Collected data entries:

+ + +

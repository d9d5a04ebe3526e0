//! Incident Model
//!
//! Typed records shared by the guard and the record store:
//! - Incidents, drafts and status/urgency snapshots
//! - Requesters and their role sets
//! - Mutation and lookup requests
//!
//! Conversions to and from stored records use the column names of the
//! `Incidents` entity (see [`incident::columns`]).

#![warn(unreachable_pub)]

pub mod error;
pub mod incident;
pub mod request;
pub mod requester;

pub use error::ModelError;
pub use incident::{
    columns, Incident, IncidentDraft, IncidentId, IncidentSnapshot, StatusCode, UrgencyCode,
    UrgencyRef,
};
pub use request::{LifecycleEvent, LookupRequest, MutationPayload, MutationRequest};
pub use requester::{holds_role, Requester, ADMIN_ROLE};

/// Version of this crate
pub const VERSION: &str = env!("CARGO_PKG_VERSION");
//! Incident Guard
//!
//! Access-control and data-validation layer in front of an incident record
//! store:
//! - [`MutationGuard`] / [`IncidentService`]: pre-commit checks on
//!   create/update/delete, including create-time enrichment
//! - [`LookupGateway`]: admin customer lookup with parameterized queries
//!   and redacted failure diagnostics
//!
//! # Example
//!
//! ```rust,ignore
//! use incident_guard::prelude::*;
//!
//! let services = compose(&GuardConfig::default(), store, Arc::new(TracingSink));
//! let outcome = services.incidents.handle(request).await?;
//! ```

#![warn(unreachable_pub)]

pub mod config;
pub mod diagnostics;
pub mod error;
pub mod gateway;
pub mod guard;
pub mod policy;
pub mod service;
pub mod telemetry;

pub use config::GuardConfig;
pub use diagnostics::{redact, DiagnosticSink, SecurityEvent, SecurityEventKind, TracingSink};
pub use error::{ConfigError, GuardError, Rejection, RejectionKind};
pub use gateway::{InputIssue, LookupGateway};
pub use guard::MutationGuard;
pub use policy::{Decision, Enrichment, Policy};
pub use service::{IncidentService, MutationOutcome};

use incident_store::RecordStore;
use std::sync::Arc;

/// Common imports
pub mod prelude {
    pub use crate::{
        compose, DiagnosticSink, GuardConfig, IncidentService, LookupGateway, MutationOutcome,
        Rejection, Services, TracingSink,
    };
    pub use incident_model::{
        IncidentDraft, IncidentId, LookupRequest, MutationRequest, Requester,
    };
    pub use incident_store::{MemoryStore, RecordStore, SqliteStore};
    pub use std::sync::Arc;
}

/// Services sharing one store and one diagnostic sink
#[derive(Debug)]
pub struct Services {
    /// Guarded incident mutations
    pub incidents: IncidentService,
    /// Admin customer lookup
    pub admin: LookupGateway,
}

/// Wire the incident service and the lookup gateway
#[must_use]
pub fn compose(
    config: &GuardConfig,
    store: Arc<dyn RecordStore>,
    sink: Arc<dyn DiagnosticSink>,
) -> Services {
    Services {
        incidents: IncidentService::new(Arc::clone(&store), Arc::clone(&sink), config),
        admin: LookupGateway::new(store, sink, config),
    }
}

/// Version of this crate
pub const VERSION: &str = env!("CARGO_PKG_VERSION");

+ + +

● **WORK INSTRUCTION**:
Wherever the word "LookupRequest" appears in a line of the data, copy that line.

● **SOLUTION TO THIS EXERCISE**:
pub use request::{LifecycleEvent, LookupRequest, MutationPayload, MutationRequest};
        IncidentDraft, IncidentId, LookupRequest, MutationRequest, Requester,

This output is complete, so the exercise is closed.